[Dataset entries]
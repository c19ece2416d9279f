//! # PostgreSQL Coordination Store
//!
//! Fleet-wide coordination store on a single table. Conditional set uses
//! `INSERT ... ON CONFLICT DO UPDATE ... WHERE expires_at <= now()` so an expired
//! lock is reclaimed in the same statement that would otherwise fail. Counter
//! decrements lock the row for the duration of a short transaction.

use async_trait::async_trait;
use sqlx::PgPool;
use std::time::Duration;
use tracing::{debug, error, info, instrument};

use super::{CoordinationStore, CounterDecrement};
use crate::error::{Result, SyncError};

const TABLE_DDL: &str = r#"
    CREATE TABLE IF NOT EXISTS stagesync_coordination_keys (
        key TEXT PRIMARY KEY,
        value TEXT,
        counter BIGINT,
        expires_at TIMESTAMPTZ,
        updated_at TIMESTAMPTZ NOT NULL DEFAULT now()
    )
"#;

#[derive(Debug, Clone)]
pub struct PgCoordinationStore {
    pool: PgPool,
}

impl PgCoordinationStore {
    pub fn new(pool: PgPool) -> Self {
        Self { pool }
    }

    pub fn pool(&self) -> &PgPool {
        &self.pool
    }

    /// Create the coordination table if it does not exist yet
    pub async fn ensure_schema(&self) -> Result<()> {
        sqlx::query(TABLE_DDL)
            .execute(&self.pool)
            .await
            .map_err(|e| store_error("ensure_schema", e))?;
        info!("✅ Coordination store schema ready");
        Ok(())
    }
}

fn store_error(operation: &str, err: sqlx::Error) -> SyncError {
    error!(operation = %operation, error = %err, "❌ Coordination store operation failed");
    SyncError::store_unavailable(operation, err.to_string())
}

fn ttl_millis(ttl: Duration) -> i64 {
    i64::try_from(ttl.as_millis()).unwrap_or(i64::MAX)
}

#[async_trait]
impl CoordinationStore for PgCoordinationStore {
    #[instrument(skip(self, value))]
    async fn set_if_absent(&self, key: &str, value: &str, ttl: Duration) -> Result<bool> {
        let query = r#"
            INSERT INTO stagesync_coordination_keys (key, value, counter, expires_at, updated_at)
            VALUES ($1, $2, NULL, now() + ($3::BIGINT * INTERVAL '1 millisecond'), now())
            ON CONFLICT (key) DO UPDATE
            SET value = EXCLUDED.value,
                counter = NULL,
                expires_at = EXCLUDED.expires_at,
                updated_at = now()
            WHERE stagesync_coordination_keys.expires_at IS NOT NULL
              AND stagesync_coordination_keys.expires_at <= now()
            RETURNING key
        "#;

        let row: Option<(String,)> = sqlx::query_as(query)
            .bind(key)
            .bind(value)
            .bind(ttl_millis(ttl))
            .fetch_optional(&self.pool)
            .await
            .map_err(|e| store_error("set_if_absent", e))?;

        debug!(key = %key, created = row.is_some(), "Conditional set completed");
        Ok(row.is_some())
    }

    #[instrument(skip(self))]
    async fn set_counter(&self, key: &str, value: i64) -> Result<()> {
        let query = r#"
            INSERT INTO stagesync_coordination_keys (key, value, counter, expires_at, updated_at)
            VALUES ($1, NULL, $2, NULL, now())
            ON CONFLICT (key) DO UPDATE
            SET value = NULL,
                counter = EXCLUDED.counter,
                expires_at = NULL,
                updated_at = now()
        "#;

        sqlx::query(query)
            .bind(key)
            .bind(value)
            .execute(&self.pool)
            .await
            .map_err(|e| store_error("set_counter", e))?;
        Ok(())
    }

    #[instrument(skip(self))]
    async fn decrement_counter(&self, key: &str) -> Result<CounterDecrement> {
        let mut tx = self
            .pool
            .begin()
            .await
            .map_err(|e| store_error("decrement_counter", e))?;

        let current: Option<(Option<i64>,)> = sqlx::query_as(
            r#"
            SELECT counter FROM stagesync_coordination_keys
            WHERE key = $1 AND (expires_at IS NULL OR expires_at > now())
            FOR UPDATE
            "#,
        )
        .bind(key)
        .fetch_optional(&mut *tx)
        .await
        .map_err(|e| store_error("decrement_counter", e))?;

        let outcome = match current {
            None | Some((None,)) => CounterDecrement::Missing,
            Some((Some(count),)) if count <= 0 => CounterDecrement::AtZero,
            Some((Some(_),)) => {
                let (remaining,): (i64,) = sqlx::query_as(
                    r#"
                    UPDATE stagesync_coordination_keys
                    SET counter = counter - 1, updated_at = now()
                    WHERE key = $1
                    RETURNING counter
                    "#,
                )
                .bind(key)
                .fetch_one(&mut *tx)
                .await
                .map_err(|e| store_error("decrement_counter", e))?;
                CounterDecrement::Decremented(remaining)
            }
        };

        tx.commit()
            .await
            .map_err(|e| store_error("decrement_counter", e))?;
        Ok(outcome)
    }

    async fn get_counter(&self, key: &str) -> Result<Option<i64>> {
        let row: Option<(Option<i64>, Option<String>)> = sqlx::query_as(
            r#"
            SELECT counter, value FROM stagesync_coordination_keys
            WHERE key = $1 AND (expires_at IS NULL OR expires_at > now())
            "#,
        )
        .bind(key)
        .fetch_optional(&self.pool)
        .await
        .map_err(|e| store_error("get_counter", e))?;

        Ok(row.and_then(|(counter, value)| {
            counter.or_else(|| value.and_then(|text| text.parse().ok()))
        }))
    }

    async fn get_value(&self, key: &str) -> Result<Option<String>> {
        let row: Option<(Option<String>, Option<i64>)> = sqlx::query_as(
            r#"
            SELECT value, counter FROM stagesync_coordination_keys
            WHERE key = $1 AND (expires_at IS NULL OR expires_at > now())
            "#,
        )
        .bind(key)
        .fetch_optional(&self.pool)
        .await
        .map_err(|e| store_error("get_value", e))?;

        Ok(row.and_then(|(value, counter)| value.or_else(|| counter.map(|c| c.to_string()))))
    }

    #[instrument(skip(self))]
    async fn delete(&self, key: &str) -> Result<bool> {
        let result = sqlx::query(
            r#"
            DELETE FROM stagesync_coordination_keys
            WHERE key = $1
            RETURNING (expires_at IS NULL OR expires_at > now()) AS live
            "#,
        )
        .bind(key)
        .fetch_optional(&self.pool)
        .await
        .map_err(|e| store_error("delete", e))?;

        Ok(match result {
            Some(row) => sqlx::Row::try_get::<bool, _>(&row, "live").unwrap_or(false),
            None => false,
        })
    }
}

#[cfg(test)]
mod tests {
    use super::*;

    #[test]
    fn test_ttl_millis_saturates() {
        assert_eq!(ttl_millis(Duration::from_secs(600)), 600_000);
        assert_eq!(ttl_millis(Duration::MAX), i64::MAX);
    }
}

(Problem description): The full set of records is to be written out once more, word for word.

(Solution):
repository c19ece2416d9279f
//! # PostgreSQL Coordination Store
//!
//! Fleet-wide coordination store on a single table. Conditional set uses
//! `INSERT ... ON CONFLICT DO UPDATE ... WHERE expires_at <= now()` so an expired
//! lock is reclaimed in the same statement that would otherwise fail. Counter
//! decrements lock the row for the duration of a short transaction.

use async_trait::async_trait;
use sqlx::PgPool;
use std::time::Duration;
use tracing::{debug, error, info, instrument};

use super::{CoordinationStore, CounterDecrement};
use crate::error::{Result, SyncError};

const TABLE_DDL: &str = r#"
    CREATE TABLE IF NOT EXISTS stagesync_coordination_keys (
        key TEXT PRIMARY KEY,
        value TEXT,
        counter BIGINT,
        expires_at TIMESTAMPTZ,
        updated_at TIMESTAMPTZ NOT NULL DEFAULT now()
    )
"#;

#[derive(Debug, Clone)]
pub struct PgCoordinationStore {
    pool: PgPool,
}

impl PgCoordinationStore {
    pub fn new(pool: PgPool) -> Self {
        Self { pool }
    }

    pub fn pool(&self) -> &PgPool {
        &self.pool
    }

    /// Create the coordination table if it does not exist yet
    pub async fn ensure_schema(&self) -> Result<()> {
        sqlx::query(TABLE_DDL)
            .execute(&self.pool)
            .await
            .map_err(|e| store_error("ensure_schema", e))?;
        info!("✅ Coordination store schema ready");
        Ok(())
    }
}

fn store_error(operation: &str, err: sqlx::Error) -> SyncError {
    error!(operation = %operation, error = %err, "❌ Coordination store operation failed");
    SyncError::store_unavailable(operation, err.to_string())
}

fn ttl_millis(ttl: Duration) -> i64 {
    i64::try_from(ttl.as_millis()).unwrap_or(i64::MAX)
}

#[async_trait]
impl CoordinationStore for PgCoordinationStore {
    #[instrument(skip(self, value))]
    async fn set_if_absent(&self, key: &str, value: &str, ttl: Duration) -> Result<bool> {
        let query = r#"
            INSERT INTO stagesync_coordination_keys (key, value, counter, expires_at, updated_at)
            VALUES ($1, $2, NULL, now() + ($3::BIGINT * INTERVAL '1 millisecond'), now())
            ON CONFLICT (key) DO UPDATE
            SET value = EXCLUDED.value,
                counter = NULL,
                expires_at = EXCLUDED.expires_at,
                updated_at = now()
            WHERE stagesync_coordination_keys.expires_at IS NOT NULL
              AND stagesync_coordination_keys.expires_at <= now()
            RETURNING key
        "#;

        let row: Option<(String,)> = sqlx::query_as(query)
            .bind(key)
            .bind(value)
            .bind(ttl_millis(ttl))
            .fetch_optional(&self.pool)
            .await
            .map_err(|e| store_error("set_if_absent", e))?;

        debug!(key = %key, created = row.is_some(), "Conditional set completed");
        Ok(row.is_some())
    }

    #[instrument(skip(self))]
    async fn set_counter(&self, key: &str, value: i64) -> Result<()> {
        let query = r#"
            INSERT INTO stagesync_coordination_keys (key, value, counter, expires_at, updated_at)
            VALUES ($1, NULL, $2, NULL, now())
            ON CONFLICT (key) DO UPDATE
            SET value = NULL,
                counter = EXCLUDED.counter,
                expires_at = NULL,
                updated_at = now()
        "#;

        sqlx::query(query)
            .bind(key)
            .bind(value)
            .execute(&self.pool)
            .await
            .map_err(|e| store_error("set_counter", e))?;
        Ok(())
    }

    #[instrument(skip(self))]
    async fn decrement_counter(&self, key: &str) -> Result<CounterDecrement> {
        let mut tx = self
            .pool
            .begin()
            .await
            .map_err(|e| store_error("decrement_counter", e))?;

        let current: Option<(Option<i64>,)> = sqlx::query_as(
            r#"
            SELECT counter FROM stagesync_coordination_keys
            WHERE key = $1 AND (expires_at IS NULL OR expires_at > now())
            FOR UPDATE
            "#,
        )
        .bind(key)
        .fetch_optional(&mut *tx)
        .await
        .map_err(|e| store_error("decrement_counter", e))?;

        let outcome = match current {
            None | Some((None,)) => CounterDecrement::Missing,
            Some((Some(count),)) if count <= 0 => CounterDecrement::AtZero,
            Some((Some(_),)) => {
                let (remaining,): (i64,) = sqlx::query_as(
                    r#"
                    UPDATE stagesync_coordination_keys
                    SET counter = counter - 1, updated_at = now()
                    WHERE key = $1
                    RETURNING counter
                    "#,
                )
                .bind(key)
                .fetch_one(&mut *tx)
                .await
                .map_err(|e| store_error("decrement_counter", e))?;
                CounterDecrement::Decremented(remaining)
            }
        };

        tx.commit()
            .await
            .map_err(|e| store_error("decrement_counter", e))?;
        Ok(outcome)
    }

    async fn get_counter(&self, key: &str) -> Result<Option<i64>> {
        let row: Option<(Option<i64>, Option<String>)> = sqlx::query_as(
            r#"
            SELECT counter, value FROM stagesync_coordination_keys
            WHERE key = $1 AND (expires_at IS NULL OR expires_at > now())
            "#,
        )
        .bind(key)
        .fetch_optional(&self.pool)
        .await
        .map_err(|e| store_error("get_counter", e))?;

        Ok(row.and_then(|(counter, value)| {
            counter.or_else(|| value.and_then(|text| text.parse().ok()))
        }))
    }

    async fn get_value(&self, key: &str) -> Result<Option<String>> {
        let row: Option<(Option<String>, Option<i64>)> = sqlx::query_as(
            r#"
            SELECT value, counter FROM stagesync_coordination_keys
            WHERE key = $1 AND (expires_at IS NULL OR expires_at > now())
            "#,
        )
        .bind(key)
        .fetch_optional(&self.pool)
        .await
        .map_err(|e| store_error("get_value", e))?;

        Ok(row.and_then(|(value, counter)| value.or_else(|| counter.map(|c| c.to_string()))))
    }

    #[instrument(skip(self))]
    async fn delete(&self, key: &str) -> Result<bool> {
        let result = sqlx::query(
            r#"
            DELETE FROM stagesync_coordination_keys
            WHERE key = $1
            RETURNING (expires_at IS NULL OR expires_at > now()) AS live
            "#,
        )
        .bind(key)
        .fetch_optional(&self.pool)
        .await
        .map_err(|e| store_error("delete", e))?;

        Ok(match result {
            Some(row) => sqlx::Row::try_get::<bool, _>(&row, "live").unwrap_or(false),
            None => false,
        })
    }
}

#[cfg(test)]
mod tests {
    use super::*;

    #[test]
    fn test_ttl_millis_saturates() {
        assert_eq!(ttl_millis(Duration::from_secs(600)), 600_000);
        assert_eq!(ttl_millis(Duration::MAX), i64::MAX);
    }
}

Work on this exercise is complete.